NEW YORK (TheStreet) -- As a way to repay billions in damages related to its 2010 Macondo oil spill, BP (BP) is looking to sell $7.9 billion in Gulf of Mexico assets to buyers including Royal Dutch Shell (RDS.A), ExxonMobil (XOM) and Chevron (CVX), according to a Bloomberg report citing unnamed sources.
The British oil giant is reportedly looking to sell assets including its Horn Mountain, Holstein, Diana Hoover and Ram Powell oilfields, half of which are currently in production.
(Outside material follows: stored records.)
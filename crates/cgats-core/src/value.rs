//! Scalar values and CGATS numeric coercion
//!
//! CGATS columns are contractually numeric except for the index-like
//! columns (`INDEX`, `SAMPLE_ID`, `SAMPLEID`), which may carry opaque
//! alphanumeric identifiers. Coercion happens at insert time, so a value
//! reaching the serializer is always one of integer, float or string.

use std::fmt;
use std::sync::OnceLock;

use regex::Regex;

use crate::error::{Error, Result};

fn int_re() -> &'static Regex {
    static RE: OnceLock<Regex> = OnceLock::new();
    RE.get_or_init(|| Regex::new(r"^\d+$").unwrap())
}

fn float_re() -> &'static Regex {
    static RE: OnceLock<Regex> = OnceLock::new();
    RE.get_or_init(|| Regex::new(r"^[+-]?(?:\d+\.?\d*|\.\d+)(?:[eE][+-]?\d+)?$").unwrap())
}

/// A scalar stored in a CGATS tree
#[derive(Debug, Clone)]
pub enum Value {
    /// Integer value
    Int(i64),
    /// Floating point value
    Real(f64),
    /// Opaque string value
    Text(String),
}

impl Value {
    /// True for `Int` and `Real`
    pub fn is_numeric(&self) -> bool {
        matches!(self, Value::Int(_) | Value::Real(_))
    }

    /// Numeric view of the value, if it has one
    pub fn as_f64(&self) -> Option<f64> {
        match self {
            Value::Int(i) => Some(*i as f64),
            Value::Real(r) => Some(*r),
            Value::Text(_) => None,
        }
    }

    /// String view of the value, if it is text
    pub fn as_str(&self) -> Option<&str> {
        match self {
            Value::Text(s) => Some(s),
            _ => None,
        }
    }

    /// True for numeric values below zero
    pub fn is_negative(&self) -> bool {
        match self {
            Value::Int(i) => *i < 0,
            Value::Real(r) => *r < 0.0,
            Value::Text(_) => false,
        }
    }

    /// Count of decimal digits in the canonical rendering, ignoring sign
    /// and decimal point. Text values contribute no width.
    pub fn digit_width(&self) -> usize {
        match self {
            Value::Int(i) => i.unsigned_abs().to_string().len(),
            Value::Real(r) => format!("{r}").chars().filter(|c| c.is_ascii_digit()).count(),
            Value::Text(_) => 0,
        }
    }
}

impl PartialEq for Value {
    fn eq(&self, other: &Value) -> bool {
        match (self, other) {
            (Value::Int(a), Value::Int(b)) => a == b,
            (Value::Real(a), Value::Real(b)) => a == b,
            (Value::Int(a), Value::Real(b)) | (Value::Real(b), Value::Int(a)) => *a as f64 == *b,
            (Value::Text(a), Value::Text(b)) => a == b,
            _ => false,
        }
    }
}

impl fmt::Display for Value {
    fn fmt(&self, f: &mut fmt::Formatter<'_>) -> fmt::Result {
        match self {
            Value::Int(i) => write!(f, "{i}"),
            Value::Real(r) => write!(f, "{r}"),
            Value::Text(s) => write!(f, "{s}"),
        }
    }
}

impl From<i64> for Value {
    fn from(v: i64) -> Self {
        Value::Int(v)
    }
}

impl From<i32> for Value {
    fn from(v: i32) -> Self {
        Value::Int(v as i64)
    }
}

impl From<usize> for Value {
    fn from(v: usize) -> Self {
        Value::Int(v as i64)
    }
}

impl From<f64> for Value {
    fn from(v: f64) -> Self {
        Value::Real(v)
    }
}

impl From<&str> for Value {
    fn from(v: &str) -> Self {
        Value::Text(v.to_string())
    }
}

impl From<String> for Value {
    fn from(v: String) -> Self {
        Value::Text(v)
    }
}

/// True for the column names exempt from the strictly-numeric rule
pub fn is_index_column(name: &str) -> bool {
    name.eq_ignore_ascii_case("INDEX")
        || name.eq_ignore_ascii_case("SAMPLE_ID")
        || name.eq_ignore_ascii_case("SAMPLEID")
}

/// Strip one pair of surrounding double quotes, if present
pub fn strip_quotes(token: &str) -> &str {
    token
        .strip_prefix('"')
        .and_then(|t| t.strip_suffix('"'))
        .unwrap_or(token)
}

/// True if the token would parse as an integer or float
pub fn looks_numeric(token: &str) -> bool {
    !token.is_empty() && (int_re().is_match(token) || float_re().is_match(token))
}

/// Coerce a raw data-row token for the given column.
///
/// Index-like columns try integer, then float, and fall back to the
/// original string (opaque sample identifier). All other columns must
/// parse as a number.
pub fn coerce(column: &str, token: &str) -> Result<Value> {
    let token = strip_quotes(token);
    if is_index_column(column) {
        if int_re().is_match(token) {
            if let Ok(i) = token.parse::<i64>() {
                return Ok(Value::Int(i));
            }
        }
        if float_re().is_match(token) {
            if let Ok(r) = token.parse::<f64>() {
                return Ok(Value::Real(r));
            }
        }
        return Ok(Value::Text(token.to_string()));
    }
    if float_re().is_match(token) {
        if let Ok(r) = token.parse::<f64>() {
            return Ok(Value::Real(r));
        }
    }
    Err(Error::Value {
        column: column.to_string(),
        token: token.to_string(),
    })
}

/// Coerce a header or keyword token: integer, then float, else text
pub fn auto_coerce(token: &str) -> Value {
    let token = strip_quotes(token);
    if int_re().is_match(token) {
        if let Ok(i) = token.parse::<i64>() {
            return Value::Int(i);
        }
    }
    if float_re().is_match(token) {
        if let Ok(r) = token.parse::<f64>() {
            return Value::Real(r);
        }
    }
    Value::Text(token.to_string())
}

/// Format a float against the block-wide digit width.
///
/// The natural shortest rendering is kept when it fits; otherwise the
/// value is rounded to the fractional digits that fit, or to a bare
/// integer when the integer part alone exhausts the width.
fn format_number(v: f64, width: usize) -> String {
    let natural = format!("{v}");
    let digits = natural.chars().filter(|c| c.is_ascii_digit()).count();
    if digits <= width || !natural.contains('.') {
        return natural;
    }
    let int_digits = natural
        .split('.')
        .next()
        .unwrap_or("")
        .chars()
        .filter(|c| c.is_ascii_digit())
        .count();
    if int_digits >= width {
        format!("{v:.0}")
    } else {
        format!("{:.*}", width - int_digits, v)
    }
}

/// Render a sample value padded to the column width of its data block.
///
/// `width` is the block's maximum digit width; every value occupies
/// `width + 1` columns, one more for a negative sign. Non-numeric
/// identifiers are emitted quoted.
pub fn format_padded(value: &Value, width: usize) -> String {
    let column = width + 1 + usize::from(value.is_negative());
    let mut s = match value {
        Value::Int(i) => i.to_string(),
        Value::Real(r) => format_number(*r, width),
        Value::Text(t) => {
            if looks_numeric(t) {
                t.clone()
            } else {
                format!("\"{t}\"")
            }
        }
    };
    while s.len() < column {
        s.push(' ');
    }
    s
}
BP, which has the largest deepwater presence in the Gulf of Mexico of any oil major, is to concentrate its regional presence around production hubs tied to its Thunder Horse, Atlantis, Mad Dog and Na Kika oilfields, some of the most successful finds in the Gulf. The assets reportedly being shopped hold 120 million barrels of oil in production reserves and already produce roughly 58,000 barrels a day.
If BP were to find buyers for the Gulf of Mexico fields, Bloomberg reports that the company could take in up to $6 billion in after-tax funds -- the assets are valued at $7.9 billion pre-tax -- as part of the company's $38 billion asset sale program to pay down Macondo spill claims and funds.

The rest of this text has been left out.